---------- Source material

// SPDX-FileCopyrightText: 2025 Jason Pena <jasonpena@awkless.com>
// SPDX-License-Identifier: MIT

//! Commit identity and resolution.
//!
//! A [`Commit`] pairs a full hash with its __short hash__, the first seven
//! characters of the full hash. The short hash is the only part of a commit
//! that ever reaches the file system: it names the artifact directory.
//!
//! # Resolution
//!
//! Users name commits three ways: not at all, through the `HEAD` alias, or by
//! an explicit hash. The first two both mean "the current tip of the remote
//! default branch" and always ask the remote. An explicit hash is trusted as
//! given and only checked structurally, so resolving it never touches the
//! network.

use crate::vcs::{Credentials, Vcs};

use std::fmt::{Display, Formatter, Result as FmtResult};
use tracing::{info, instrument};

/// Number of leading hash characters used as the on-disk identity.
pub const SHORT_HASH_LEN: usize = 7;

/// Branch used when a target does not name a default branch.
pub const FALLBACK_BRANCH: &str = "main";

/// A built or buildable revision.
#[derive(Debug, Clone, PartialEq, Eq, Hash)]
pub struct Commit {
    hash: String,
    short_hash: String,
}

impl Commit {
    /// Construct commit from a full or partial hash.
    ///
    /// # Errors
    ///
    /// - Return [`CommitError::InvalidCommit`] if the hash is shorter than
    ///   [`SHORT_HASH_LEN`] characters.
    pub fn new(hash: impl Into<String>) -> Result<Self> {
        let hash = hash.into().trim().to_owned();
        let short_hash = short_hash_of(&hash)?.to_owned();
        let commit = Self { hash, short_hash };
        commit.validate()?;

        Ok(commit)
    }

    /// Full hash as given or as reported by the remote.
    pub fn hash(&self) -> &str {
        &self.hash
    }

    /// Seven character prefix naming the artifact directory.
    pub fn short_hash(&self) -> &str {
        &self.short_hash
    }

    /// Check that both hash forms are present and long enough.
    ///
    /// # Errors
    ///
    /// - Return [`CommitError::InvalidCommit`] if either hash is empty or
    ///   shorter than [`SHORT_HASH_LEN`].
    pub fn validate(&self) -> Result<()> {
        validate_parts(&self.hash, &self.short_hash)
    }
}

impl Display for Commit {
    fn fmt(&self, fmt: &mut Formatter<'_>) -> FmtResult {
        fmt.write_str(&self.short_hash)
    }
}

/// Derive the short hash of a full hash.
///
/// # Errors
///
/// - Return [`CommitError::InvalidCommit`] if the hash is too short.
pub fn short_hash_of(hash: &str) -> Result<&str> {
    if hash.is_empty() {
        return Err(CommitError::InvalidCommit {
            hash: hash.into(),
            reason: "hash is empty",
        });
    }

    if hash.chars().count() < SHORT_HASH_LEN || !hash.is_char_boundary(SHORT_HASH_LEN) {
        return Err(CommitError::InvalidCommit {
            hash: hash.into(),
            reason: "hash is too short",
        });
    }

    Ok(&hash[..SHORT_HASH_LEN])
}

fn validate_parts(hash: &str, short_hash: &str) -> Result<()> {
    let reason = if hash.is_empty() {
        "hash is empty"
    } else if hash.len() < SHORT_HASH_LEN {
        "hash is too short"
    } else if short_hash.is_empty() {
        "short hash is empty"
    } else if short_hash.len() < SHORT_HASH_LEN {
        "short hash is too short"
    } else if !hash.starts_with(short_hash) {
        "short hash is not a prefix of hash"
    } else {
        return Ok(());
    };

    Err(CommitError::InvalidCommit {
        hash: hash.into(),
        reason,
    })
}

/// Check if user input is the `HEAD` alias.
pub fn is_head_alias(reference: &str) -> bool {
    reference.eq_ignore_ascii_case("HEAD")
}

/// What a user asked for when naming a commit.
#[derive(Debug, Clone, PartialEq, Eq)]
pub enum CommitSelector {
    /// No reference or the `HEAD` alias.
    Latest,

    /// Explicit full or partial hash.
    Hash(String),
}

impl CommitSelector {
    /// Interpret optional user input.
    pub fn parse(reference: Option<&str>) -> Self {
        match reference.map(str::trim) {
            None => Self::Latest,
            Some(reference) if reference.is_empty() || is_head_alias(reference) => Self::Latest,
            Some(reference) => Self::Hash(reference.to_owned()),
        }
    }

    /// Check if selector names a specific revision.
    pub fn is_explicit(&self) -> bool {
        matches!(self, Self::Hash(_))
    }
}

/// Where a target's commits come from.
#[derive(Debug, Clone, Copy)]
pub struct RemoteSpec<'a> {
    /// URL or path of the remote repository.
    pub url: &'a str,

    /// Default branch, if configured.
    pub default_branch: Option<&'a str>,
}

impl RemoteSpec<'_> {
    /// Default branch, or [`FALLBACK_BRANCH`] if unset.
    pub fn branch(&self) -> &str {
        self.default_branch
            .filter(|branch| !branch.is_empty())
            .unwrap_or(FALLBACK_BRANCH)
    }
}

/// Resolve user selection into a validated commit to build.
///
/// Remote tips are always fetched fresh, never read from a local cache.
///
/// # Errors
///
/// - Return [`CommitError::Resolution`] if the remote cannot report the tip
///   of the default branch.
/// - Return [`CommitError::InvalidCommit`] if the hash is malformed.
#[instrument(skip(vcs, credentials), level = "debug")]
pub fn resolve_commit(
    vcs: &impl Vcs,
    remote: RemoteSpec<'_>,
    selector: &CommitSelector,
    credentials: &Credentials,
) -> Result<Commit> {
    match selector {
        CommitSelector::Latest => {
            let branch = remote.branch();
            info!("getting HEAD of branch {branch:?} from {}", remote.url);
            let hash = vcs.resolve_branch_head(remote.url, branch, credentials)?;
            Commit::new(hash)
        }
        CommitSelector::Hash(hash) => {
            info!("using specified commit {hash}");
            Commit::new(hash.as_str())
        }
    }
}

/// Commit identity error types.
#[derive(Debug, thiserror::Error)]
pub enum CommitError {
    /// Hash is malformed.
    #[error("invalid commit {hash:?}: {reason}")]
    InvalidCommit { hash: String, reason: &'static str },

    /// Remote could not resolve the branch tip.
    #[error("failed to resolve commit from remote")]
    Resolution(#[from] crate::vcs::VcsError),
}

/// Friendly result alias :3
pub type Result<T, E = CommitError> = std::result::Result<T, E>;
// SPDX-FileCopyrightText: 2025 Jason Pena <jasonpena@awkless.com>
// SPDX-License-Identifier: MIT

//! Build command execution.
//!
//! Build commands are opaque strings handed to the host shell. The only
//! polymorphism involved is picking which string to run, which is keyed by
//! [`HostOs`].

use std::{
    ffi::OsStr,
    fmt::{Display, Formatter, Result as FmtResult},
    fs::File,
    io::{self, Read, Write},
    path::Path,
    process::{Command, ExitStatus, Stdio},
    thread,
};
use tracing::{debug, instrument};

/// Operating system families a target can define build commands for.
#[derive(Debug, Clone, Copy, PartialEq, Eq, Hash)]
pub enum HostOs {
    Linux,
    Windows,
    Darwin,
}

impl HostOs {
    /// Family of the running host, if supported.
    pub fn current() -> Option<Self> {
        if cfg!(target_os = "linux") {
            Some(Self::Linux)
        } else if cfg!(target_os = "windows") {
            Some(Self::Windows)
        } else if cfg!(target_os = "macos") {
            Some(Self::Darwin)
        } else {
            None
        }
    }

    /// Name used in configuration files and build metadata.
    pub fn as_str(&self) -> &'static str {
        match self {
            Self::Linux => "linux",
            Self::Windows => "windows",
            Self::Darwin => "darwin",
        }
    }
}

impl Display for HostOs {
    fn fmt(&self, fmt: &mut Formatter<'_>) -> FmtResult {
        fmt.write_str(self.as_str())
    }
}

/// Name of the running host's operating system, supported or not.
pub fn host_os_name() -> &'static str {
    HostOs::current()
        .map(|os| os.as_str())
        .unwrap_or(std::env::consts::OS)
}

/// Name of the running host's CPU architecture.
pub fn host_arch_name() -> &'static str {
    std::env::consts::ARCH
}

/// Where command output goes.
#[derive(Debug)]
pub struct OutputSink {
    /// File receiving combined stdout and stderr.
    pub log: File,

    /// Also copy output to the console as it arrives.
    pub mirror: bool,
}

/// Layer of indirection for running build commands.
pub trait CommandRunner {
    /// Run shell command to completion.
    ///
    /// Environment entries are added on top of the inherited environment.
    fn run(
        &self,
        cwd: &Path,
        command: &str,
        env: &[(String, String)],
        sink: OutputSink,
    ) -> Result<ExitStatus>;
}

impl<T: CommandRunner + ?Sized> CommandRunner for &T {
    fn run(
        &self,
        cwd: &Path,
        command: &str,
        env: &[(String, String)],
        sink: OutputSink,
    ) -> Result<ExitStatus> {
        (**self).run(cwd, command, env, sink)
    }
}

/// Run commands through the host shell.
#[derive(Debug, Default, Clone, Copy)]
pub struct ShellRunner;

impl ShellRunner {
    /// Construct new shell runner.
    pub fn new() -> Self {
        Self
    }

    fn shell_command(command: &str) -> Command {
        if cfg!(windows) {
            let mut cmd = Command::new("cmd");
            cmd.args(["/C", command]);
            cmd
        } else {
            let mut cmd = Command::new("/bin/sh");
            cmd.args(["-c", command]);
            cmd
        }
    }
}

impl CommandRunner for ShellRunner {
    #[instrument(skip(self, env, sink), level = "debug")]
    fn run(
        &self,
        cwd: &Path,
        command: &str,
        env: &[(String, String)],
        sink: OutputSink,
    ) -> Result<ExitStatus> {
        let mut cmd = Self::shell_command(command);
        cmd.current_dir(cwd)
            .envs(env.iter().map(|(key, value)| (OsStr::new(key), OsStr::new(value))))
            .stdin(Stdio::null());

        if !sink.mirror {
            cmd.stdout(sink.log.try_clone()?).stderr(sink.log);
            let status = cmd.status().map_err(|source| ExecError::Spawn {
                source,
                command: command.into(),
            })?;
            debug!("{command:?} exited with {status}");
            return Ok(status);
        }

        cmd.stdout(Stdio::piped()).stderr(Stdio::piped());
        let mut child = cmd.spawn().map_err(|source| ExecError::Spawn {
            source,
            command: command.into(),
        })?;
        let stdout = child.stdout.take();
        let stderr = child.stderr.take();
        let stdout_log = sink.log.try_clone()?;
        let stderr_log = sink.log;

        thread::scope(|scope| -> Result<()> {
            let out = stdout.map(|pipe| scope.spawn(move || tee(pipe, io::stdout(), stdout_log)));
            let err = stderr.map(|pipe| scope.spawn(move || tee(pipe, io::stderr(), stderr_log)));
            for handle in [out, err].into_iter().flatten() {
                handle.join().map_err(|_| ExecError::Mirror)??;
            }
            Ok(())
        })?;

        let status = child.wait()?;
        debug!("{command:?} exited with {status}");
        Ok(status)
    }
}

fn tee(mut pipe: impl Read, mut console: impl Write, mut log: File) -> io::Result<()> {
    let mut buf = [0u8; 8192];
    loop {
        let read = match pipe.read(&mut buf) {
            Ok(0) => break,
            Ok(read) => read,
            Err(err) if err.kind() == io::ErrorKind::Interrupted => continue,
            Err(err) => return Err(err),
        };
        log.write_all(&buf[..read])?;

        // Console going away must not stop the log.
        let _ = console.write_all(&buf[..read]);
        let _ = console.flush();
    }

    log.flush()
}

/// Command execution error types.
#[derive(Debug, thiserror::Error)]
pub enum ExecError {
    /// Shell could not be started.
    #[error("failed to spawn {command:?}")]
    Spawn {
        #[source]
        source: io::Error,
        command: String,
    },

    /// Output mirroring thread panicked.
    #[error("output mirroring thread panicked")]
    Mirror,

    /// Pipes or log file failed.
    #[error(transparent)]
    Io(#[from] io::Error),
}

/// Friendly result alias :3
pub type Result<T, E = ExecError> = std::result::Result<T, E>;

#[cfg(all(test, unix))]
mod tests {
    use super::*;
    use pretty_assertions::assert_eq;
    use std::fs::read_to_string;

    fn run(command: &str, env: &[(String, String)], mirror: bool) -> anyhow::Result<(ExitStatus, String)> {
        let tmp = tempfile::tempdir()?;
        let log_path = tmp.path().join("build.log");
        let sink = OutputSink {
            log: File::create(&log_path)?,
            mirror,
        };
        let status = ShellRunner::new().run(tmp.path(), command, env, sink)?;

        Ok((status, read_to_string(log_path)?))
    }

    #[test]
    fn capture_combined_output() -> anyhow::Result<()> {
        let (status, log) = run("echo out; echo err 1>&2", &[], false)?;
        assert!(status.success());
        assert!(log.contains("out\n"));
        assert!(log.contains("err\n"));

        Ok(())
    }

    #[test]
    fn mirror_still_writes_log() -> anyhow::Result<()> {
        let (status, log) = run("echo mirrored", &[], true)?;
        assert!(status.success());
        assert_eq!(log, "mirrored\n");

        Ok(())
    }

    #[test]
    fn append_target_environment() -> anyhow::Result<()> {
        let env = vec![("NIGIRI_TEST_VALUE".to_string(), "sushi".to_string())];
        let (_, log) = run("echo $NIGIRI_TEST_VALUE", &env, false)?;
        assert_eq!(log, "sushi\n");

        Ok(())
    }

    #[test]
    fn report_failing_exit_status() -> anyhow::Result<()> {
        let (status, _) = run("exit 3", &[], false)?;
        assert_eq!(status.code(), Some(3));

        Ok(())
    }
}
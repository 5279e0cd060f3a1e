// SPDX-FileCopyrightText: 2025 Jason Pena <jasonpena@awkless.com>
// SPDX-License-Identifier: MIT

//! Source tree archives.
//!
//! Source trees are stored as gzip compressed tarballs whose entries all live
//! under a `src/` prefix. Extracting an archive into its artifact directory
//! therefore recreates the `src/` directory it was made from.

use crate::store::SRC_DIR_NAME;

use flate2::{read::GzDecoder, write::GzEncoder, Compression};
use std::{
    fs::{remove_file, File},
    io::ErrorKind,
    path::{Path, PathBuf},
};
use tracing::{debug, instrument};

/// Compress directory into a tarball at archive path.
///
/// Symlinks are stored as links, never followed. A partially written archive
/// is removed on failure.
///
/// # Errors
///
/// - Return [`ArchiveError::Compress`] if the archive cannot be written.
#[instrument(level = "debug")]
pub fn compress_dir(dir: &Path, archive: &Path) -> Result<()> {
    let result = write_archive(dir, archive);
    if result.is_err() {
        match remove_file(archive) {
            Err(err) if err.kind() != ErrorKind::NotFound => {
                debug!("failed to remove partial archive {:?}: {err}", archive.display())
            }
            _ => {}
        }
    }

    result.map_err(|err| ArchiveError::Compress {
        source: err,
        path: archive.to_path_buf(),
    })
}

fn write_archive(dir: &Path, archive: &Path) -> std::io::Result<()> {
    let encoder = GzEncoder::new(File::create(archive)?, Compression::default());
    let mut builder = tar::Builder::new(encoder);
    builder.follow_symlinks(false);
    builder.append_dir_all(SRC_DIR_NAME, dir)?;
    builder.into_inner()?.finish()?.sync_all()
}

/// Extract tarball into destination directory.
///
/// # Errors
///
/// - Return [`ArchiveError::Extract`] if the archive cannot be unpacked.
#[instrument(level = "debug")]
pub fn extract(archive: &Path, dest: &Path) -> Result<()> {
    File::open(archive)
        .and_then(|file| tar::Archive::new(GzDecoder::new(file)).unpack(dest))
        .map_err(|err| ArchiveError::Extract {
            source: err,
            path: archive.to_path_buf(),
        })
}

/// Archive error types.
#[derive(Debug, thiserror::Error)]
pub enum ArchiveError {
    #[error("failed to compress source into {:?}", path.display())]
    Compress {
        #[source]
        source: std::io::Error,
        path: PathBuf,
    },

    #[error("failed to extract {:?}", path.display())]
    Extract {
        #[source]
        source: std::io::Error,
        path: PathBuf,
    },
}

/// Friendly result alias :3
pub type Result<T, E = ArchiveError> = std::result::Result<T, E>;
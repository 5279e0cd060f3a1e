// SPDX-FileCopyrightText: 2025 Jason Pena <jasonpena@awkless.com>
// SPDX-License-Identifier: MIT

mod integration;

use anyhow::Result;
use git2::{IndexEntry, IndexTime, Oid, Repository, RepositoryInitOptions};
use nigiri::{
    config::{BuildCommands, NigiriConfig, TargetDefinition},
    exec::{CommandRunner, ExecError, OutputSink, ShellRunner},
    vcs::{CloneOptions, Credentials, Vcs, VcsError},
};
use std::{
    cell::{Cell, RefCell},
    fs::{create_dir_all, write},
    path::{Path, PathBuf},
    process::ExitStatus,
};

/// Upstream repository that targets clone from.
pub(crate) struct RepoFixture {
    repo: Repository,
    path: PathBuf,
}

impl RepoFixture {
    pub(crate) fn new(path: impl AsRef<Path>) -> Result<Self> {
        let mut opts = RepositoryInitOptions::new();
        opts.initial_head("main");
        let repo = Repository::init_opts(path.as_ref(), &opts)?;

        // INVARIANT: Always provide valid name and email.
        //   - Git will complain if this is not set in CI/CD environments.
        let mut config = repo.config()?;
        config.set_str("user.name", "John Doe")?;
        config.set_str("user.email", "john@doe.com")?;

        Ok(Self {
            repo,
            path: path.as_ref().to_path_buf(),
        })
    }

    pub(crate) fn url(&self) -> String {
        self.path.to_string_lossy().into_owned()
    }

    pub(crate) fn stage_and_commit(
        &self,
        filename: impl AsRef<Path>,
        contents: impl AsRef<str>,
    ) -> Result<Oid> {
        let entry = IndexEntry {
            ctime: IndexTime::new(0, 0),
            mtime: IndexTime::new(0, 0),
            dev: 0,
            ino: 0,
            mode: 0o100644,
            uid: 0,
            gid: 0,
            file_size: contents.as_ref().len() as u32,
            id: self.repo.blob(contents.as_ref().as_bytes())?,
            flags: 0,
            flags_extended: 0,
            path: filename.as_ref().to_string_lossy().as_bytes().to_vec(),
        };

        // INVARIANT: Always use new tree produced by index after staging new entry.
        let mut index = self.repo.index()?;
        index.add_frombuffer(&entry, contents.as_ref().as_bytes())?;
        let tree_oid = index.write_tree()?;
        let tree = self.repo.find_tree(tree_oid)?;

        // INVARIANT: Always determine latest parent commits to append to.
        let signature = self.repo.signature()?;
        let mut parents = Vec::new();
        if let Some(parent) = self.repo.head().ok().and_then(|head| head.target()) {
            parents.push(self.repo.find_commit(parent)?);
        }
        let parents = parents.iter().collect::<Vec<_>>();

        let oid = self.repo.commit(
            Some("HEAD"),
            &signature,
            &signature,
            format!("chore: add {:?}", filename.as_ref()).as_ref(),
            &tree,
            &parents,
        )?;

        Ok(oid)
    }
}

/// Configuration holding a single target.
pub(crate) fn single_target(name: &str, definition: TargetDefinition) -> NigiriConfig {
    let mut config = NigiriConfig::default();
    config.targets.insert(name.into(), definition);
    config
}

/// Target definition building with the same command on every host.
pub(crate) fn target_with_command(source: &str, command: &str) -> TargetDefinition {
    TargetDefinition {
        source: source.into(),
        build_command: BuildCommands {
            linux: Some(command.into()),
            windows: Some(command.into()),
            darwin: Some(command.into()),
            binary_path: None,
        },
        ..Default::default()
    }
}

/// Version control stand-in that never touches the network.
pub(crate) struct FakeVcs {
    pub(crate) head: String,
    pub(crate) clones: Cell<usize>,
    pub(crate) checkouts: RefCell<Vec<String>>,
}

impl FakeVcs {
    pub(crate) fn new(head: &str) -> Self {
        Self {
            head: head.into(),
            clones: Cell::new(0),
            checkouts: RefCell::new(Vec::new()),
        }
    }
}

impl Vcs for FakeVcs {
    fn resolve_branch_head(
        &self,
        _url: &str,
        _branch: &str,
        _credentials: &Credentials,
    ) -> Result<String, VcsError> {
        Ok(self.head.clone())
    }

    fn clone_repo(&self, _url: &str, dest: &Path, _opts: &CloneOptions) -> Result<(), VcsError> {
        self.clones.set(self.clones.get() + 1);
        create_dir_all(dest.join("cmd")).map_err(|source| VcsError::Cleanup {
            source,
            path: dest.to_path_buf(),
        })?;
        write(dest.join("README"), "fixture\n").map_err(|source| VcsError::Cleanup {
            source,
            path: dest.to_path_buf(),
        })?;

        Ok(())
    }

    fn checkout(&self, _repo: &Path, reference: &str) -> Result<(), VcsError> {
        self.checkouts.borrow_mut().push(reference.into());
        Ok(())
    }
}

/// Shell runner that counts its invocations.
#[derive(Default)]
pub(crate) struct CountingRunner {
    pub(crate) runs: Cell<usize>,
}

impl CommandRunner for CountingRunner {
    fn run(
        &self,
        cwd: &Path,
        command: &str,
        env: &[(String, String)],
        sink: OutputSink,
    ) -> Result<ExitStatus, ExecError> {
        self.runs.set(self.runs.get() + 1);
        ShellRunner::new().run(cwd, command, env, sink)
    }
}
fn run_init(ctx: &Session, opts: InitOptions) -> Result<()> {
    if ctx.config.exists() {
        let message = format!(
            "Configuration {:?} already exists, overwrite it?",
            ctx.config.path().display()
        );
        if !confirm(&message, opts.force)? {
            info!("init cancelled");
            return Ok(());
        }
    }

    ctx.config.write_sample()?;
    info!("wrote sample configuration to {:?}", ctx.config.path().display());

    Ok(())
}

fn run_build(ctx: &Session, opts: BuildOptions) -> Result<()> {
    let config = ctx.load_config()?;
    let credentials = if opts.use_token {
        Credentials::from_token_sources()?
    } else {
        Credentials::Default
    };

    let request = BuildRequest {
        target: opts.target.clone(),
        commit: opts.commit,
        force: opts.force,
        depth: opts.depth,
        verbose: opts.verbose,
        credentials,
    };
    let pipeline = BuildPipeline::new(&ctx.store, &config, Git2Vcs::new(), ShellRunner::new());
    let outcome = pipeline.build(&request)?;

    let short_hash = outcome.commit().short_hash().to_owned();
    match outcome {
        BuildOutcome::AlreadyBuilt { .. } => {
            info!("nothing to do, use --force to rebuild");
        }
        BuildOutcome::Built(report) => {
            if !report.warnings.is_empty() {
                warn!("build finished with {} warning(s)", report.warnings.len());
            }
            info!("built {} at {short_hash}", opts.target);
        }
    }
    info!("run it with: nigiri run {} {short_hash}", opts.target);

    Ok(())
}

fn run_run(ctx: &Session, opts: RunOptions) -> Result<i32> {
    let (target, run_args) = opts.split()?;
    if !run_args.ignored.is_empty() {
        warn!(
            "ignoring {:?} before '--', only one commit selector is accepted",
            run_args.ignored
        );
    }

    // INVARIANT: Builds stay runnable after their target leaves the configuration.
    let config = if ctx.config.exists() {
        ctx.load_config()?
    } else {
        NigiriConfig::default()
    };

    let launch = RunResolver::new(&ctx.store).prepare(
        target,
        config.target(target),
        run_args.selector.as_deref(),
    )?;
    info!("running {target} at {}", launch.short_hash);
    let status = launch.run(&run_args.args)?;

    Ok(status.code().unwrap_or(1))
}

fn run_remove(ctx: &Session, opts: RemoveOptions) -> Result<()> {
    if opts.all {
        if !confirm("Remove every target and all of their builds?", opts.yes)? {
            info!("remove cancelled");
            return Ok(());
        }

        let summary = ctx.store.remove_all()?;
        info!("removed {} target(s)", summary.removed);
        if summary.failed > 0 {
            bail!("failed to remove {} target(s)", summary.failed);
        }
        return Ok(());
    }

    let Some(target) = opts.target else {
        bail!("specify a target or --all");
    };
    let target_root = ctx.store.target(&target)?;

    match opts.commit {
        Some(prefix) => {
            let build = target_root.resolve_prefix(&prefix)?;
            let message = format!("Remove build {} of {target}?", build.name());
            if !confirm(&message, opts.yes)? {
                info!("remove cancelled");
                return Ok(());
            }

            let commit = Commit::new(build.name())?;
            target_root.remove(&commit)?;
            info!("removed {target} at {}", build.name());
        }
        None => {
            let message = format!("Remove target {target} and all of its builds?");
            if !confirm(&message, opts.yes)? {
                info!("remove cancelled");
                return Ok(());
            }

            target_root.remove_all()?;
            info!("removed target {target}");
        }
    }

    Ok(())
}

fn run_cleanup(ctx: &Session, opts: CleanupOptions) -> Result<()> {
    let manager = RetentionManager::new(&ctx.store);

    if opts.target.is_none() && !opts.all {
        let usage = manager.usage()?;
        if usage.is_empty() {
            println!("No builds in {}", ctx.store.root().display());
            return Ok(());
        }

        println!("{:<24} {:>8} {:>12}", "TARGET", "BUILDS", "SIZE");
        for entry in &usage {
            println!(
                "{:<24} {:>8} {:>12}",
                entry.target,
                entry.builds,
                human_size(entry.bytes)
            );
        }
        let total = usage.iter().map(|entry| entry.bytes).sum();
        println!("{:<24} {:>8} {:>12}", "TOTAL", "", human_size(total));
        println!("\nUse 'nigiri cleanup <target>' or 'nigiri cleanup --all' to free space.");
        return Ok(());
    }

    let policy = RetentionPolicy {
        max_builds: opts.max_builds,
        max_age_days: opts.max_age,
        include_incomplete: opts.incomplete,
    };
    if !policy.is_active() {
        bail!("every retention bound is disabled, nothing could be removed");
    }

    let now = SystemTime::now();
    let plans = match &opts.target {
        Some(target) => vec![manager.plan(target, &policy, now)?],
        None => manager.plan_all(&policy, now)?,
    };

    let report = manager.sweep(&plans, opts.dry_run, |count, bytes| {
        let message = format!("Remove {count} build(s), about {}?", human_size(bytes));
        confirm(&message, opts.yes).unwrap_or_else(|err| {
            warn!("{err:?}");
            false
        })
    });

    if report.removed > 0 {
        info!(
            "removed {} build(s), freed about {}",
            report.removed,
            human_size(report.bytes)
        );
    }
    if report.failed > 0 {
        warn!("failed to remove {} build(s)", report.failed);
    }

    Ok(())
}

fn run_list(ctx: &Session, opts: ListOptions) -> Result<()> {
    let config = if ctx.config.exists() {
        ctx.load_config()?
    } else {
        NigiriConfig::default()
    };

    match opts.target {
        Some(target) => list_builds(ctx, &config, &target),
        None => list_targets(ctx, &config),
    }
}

--------------------

__What is expected__
Once the line that contains "let policy = RetentionPolicy" is found, please give it again exactly, along with each line that comes after it, through the last line of the entries.

__Task response__
    let policy = RetentionPolicy {
        max_builds: opts.max_builds,
        max_age_days: opts.max_age,
        include_incomplete: opts.incomplete,
    };
    if !policy.is_active() {
        bail!("every retention bound is disabled, nothing could be removed");
    }

    let now = SystemTime::now();
    let plans = match &opts.target {
        Some(target) => vec![manager.plan(target, &policy, now)?],
        None => manager.plan_all(&policy, now)?,
    };

    let report = manager.sweep(&plans, opts.dry_run, |count, bytes| {
        let message = format!("Remove {count} build(s), about {}?", human_size(bytes));
        confirm(&message, opts.yes).unwrap_or_else(|err| {
            warn!("{err:?}");
            false
        })
    });

    if report.removed > 0 {
        info!(
            "removed {} build(s), freed about {}",
            report.removed,
            human_size(report.bytes)
        );
    }
    if report.failed > 0 {
        warn!("failed to remove {} build(s)", report.failed);
    }

    Ok(())
}

fn run_list(ctx: &Session, opts: ListOptions) -> Result<()> {
    let config = if ctx.config.exists() {
        ctx.load_config()?
    } else {
        NigiriConfig::default()
    };

    match opts.target {
        Some(target) => list_builds(ctx, &config, &target),
        None => list_targets(ctx, &config),
    }
}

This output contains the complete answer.